▶ **Exercise goal**
Give every line from the entries that contains "selector".

▶ **Provided data**

+++

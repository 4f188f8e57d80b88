//! iot-light — Main Entry Point
//!
//! Hexagonal architecture with a cooperative poll loop.
//!
//! ```text
//! ┌────────────────────────────────────────────────────────────────┐
//! │                      Adapters (outer ring)                     │
//! │                                                                │
//! │  UdpMulticastFace   LogEventSink   PwmLight      LogDiscovery  │
//! │  (Face)             (EventSink)    (LightPort)   (Discovery)   │
//! │                                                                │
//! │  ──────────────── Port Trait Boundary ───────────────────      │
//! │                                                                │
//! │  Forwarder ──▶ LightHandler ──▶ ┌───────────────────────────┐  │
//! │                                 │ LightService (pure logic) │  │
//! │                                 │ match · dispatch · reply  │  │
//! │                                 └───────────────────────────┘  │
//! └────────────────────────────────────────────────────────────────┘
//! ```
#![deny(unused_must_use)]

use std::net::Ipv4Addr;
use std::path::PathBuf;
use std::sync::Arc;
use std::sync::atomic::{AtomicBool, Ordering};
use std::thread;
use std::time::Duration;

use anyhow::{Context, Result};
use clap::Parser;
use log::{info, warn};
use signal_hook::consts::TERM_SIGNALS;

use iot_light::adapters::discovery::LogDiscovery;
use iot_light::adapters::light::{PwmLight, SimulatedPwm};
use iot_light::adapters::log_sink::LogEventSink;
use iot_light::adapters::udp_face::UdpMulticastFace;
use iot_light::app::ports::DiscoveryPort;
use iot_light::app::service::LightService;
use iot_light::config::DeviceConfig;
use iot_light::fwd::{Forwarder, LightHandler};

/// NDN IoT light: serves brightness commands addressed to this device.
#[derive(Parser, Debug)]
#[command(name = "iot-light", version)]
struct Cli {
    /// Device identity, e.g. /ndn-iot/bedroom/light1
    identity: String,

    /// JSON configuration file
    #[arg(long, value_name = "FILE")]
    config: Option<PathBuf>,

    /// Multicast group to join
    #[arg(long)]
    group: Option<Ipv4Addr>,

    /// UDP port to bind and send to
    #[arg(long)]
    port: Option<u16>,

    /// Service selector byte (0 = LED)
    #[arg(long)]
    selector: Option<u8>,

    /// Forwarder poll interval in milliseconds
    #[arg(long)]
    poll_interval_ms: Option<u32>,
}

fn load_config(cli: &Cli) -> Result<DeviceConfig> {
    let mut config = match &cli.config {
        Some(path) => {
            let json = std::fs::read_to_string(path)
                .with_context(|| format!("reading config {}", path.display()))?;
            DeviceConfig::from_json_str(&json)
                .with_context(|| format!("parsing config {}", path.display()))?
        }
        None => DeviceConfig::default(),
    };

    if let Some(group) = cli.group {
        config.multicast_group = group;
    }
    if let Some(port) = cli.port {
        config.multicast_port = port;
    }
    if let Some(selector) = cli.selector {
        config.service_id = selector;
    }
    if let Some(ms) = cli.poll_interval_ms {
        config.poll_interval_ms = ms;
    }

    Ok(config)
}

fn main() -> Result<()> {
    env_logger::Builder::from_env(env_logger::Env::default().default_filter_or("info")).init();
    let cli = Cli::parse();

    info!("╔══════════════════════════════════════╗");
    info!("║  iot-light v{}                    ║", env!("CARGO_PKG_VERSION"));
    info!("╚══════════════════════════════════════╝");

    let config = load_config(&cli)?;
    let service = LightService::from_config(&cli.identity, &config)
        .with_context(|| format!("cannot serve {:?}", cli.identity))?;
    let identity = service.identity().clone();
    info!(
        "Identity {} (home {}, locator {})",
        identity.identity(),
        identity.home_prefix(),
        identity.locator()
    );

    let shutdown = Arc::new(AtomicBool::new(false));
    for &signal in TERM_SIGNALS {
        signal_hook::flag::register(signal, Arc::clone(&shutdown))
            .context("installing signal handler")?;
    }

    // ── Face + forwarder ──────────────────────────────────────
    let face = UdpMulticastFace::from_config(&config).context("opening multicast face")?;
    let mut forwarder = Forwarder::new(face);

    // ── Light service ─────────────────────────────────────────
    let prefix = service.registered_prefix();
    let mut handler = LightHandler::new(
        service,
        PwmLight::new(SimulatedPwm::default()),
        LogEventSink::new(),
    );
    handler.start();
    forwarder.register_prefix(prefix, Box::new(handler));

    // ── Discovery ─────────────────────────────────────────────
    let mut discovery = LogDiscovery::new();
    discovery.add_or_update_self_service(config.service_id, true, 0);
    discovery.start(&identity);

    // ── Poll loop ─────────────────────────────────────────────
    let poll = Duration::from_millis(u64::from(config.poll_interval_ms));
    while !shutdown.load(Ordering::Relaxed) {
        if let Err(e) = forwarder.process() {
            warn!("Face error: {}", e);
        }
        thread::sleep(poll);
    }

    discovery.stop();
    info!("Shutdown complete");
    Ok(())
}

+++

▶ **Answer area**
    /// Service selector byte (0 = LED)
    selector: Option<u8>,
    if let Some(selector) = cli.selector {
        config.service_id = selector;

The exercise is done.